To run the experiments we used machines running GNU/Linux system (remote
computational resources provided by `Clemson Palmetto cluster
<https://www.palmetto.clemson.edu/palmetto/about/>`_ and laptops), running the
following software:

* experiments implementation: python3. :download:`packages list <requirements.txt>`, the usual way should work::

    pip install -r requirements.txt

* figures: R. To install (a superset of) the necessary libraries, from within R session:

.. code-block:: R

          install.packages(c("dplyr", "ggplot2", "ggridges",
             "gridExtra", "latex2exp", "optparse", "reshape",
             "stringr", "tidyr", "viridis", "xtable"))
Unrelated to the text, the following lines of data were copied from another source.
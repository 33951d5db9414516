//! piece CLI: render a view into its layout from the command line.
//!
//! Useful for previewing views, for shell-driven static page generation and
//! as a CGI entry point (`--cgi` writes a status header block first).

mod commands;

use std::path::PathBuf;

use clap::{Parser, Subcommand, ValueEnum};

#[derive(Parser, Debug)]
#[command(
    name = "piece",
    about = "Render views into their layout templates",
    version,
    propagate_version = true
)]
struct Cli {
    #[command(subcommand)]
    command: Commands,

    /// Path to the settings file (.yaml, .yml or .json)
    #[arg(long, short, global = true, default_value = "piece.yaml")]
    config: PathBuf,

    /// Verbosity level (-v, -vv, -vvv)
    #[arg(short, long, action = clap::ArgAction::Count, global = true)]
    verbose: u8,
}

#[derive(Subcommand, Debug)]
enum Commands {
    /// Render a view and print the markup
    Render {
        #[command(flatten)]
        input: ViewArgs,

        /// Status code to report with --cgi
        #[arg(long)]
        status: Option<u16>,

        /// Write a CGI header block before the markup
        #[arg(long)]
        cgi: bool,
    },

    /// Render a view and report the files involved, without printing markup
    Check {
        #[command(flatten)]
        input: ViewArgs,
    },
}

#[derive(clap::Args, Debug)]
struct ViewArgs {
    /// View name, relative to the views folder, without extension
    view: String,

    /// Parameters as a JSON object
    #[arg(long, short)]
    params: Option<String>,

    /// Read parameters from a JSON file
    #[arg(long, conflicts_with = "params")]
    params_file: Option<PathBuf>,

    /// Template engine used for both passes
    #[arg(long, value_enum, default_value_t = EngineChoice::Minijinja)]
    engine: EngineChoice,
}

#[derive(Clone, Copy, Debug, PartialEq, Eq, ValueEnum)]
enum EngineChoice {
    /// Full Jinja syntax
    Minijinja,
    /// `{{ name }}` substitution only
    Simple,
}

fn main() -> anyhow::Result<()> {
    let cli = Cli::parse();

    let filter = match cli.verbose {
        0 => "warn",
        1 => "info",
        2 => "debug",
        _ => "trace",
    };
    tracing_subscriber::fmt()
        .with_env_filter(filter)
        .with_target(false)
        .with_writer(std::io::stderr)
        .init();

    match cli.command {
        Commands::Render { input, status, cgi } => {
            let stdout = std::io::stdout();
            commands::render(&cli.config, &input, status, cgi, stdout.lock())
        }
        Commands::Check { input } => {
            let stdout = std::io::stdout();
            commands::check(&cli.config, &input, stdout.lock())
        }
    }
}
* parallel computation: `GNU parallel <https://www.gnu.org/software/parallel/>`_,
* experiments pipeline: GNU make and PBS (for job scheduling on the cluster).
* (we also used a separate `tool <https://github.com/alex-bochkarev/tgs-curl>`_ to receive the results promptly via `Telegram <https://telegram.org>`_, but this can be safely removed)
* numerical experiments require `Gurobi <https://www.gurobi.com>`_ solver.
* most graphs were visualized used a stand-alone program called `Graphviz <https://graphviz.org/>`_
  Note that before ``pip install pygraphviz`` you might need to install the program
  and the header files as well. On my Debian distribution I needed to do
  ``sudo apt install graphviz graphviz-dev``.

.. note::

  For the (python) environment management we used the recommended
  `venv-way <https://docs.python.org/3/library/venv.html>`_. For example, the
  virtual environment can be created and activated with:

   .. code-block:: bash

                   $ python3.10 -m venv .venv
                   $ source .venv/bin/activate

                   $ # then, we can install the necessary packages there with:

                   $ pip install -r requirements.txt

  An equivalent for ``conda``-based system would be:

   .. code-block:: bash

                   $ conda create --name py310 python=3.10
                   $ conda install --name py310 --channel conda-forge --file requirements.txt
                   $ conda activate py310


  (However, we did not use ``conda``. If you do -- please, let us know if it works as well.)

General reproducibility
-----------------------

Assuming the necessary software is present, one can rebuild any figure from the
existing log file (specific experiment results) by running a ``make`` command
from the root project directory (``align-BDD``). For example, this
must work (assuming the necessary dependencies are installed):

.. code:: bash

   make figures/simpl_heuristics.eps  # to rebuild Figure 6, or
   make figures  # to rebuild all figures for the paper

GNU make will consider files' timestamps and re-run the
experiments as necessary (e.g., if the instance generation procedure has
changed). To force a complete run (generate all the data, make all experiments,
and build all figures), just clean up the previous results first:

.. code:: bash

   make fresh  # to delete all instances and run logs
   make figures  # to rebuild everything

Note, however, that depending on the parameters (which are set in ``Makefile``)
and the hardware, it might take quite some time to recalculate everything. PBS
scripts that were used to run our experiments on the computation cluster are
kept in folder ``📁 pbs``. Certainly, they are dependent on the hardware and the
available software, but these materials hopefully will provide a good starting
point to reproduce the results presented in the paper using a PBS-based system.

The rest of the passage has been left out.